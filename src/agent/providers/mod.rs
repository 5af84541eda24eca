//! LLM provider backend implementations.

pub mod openai;

pub use openai::OpenAiProvider;
//! Command-line interface: argument parsing and command implementations.

pub mod commands;
pub mod parser;

pub use commands::execute;
pub use parser::{Cli, Commands, ConfigCommands};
+ + + +
From the first line to the last, reproduce the data exactly.

filename src/agent/providers/mod.rs
repository 5af84541eda24eca
//! LLM provider backend implementations.

pub mod openai;

pub use openai::OpenAiProvider;
//! Command-line interface: argument parsing and command implementations.

pub mod commands;
pub mod parser;

pub use commands::execute;
pub use parser::{Cli, Commands, ConfigCommands};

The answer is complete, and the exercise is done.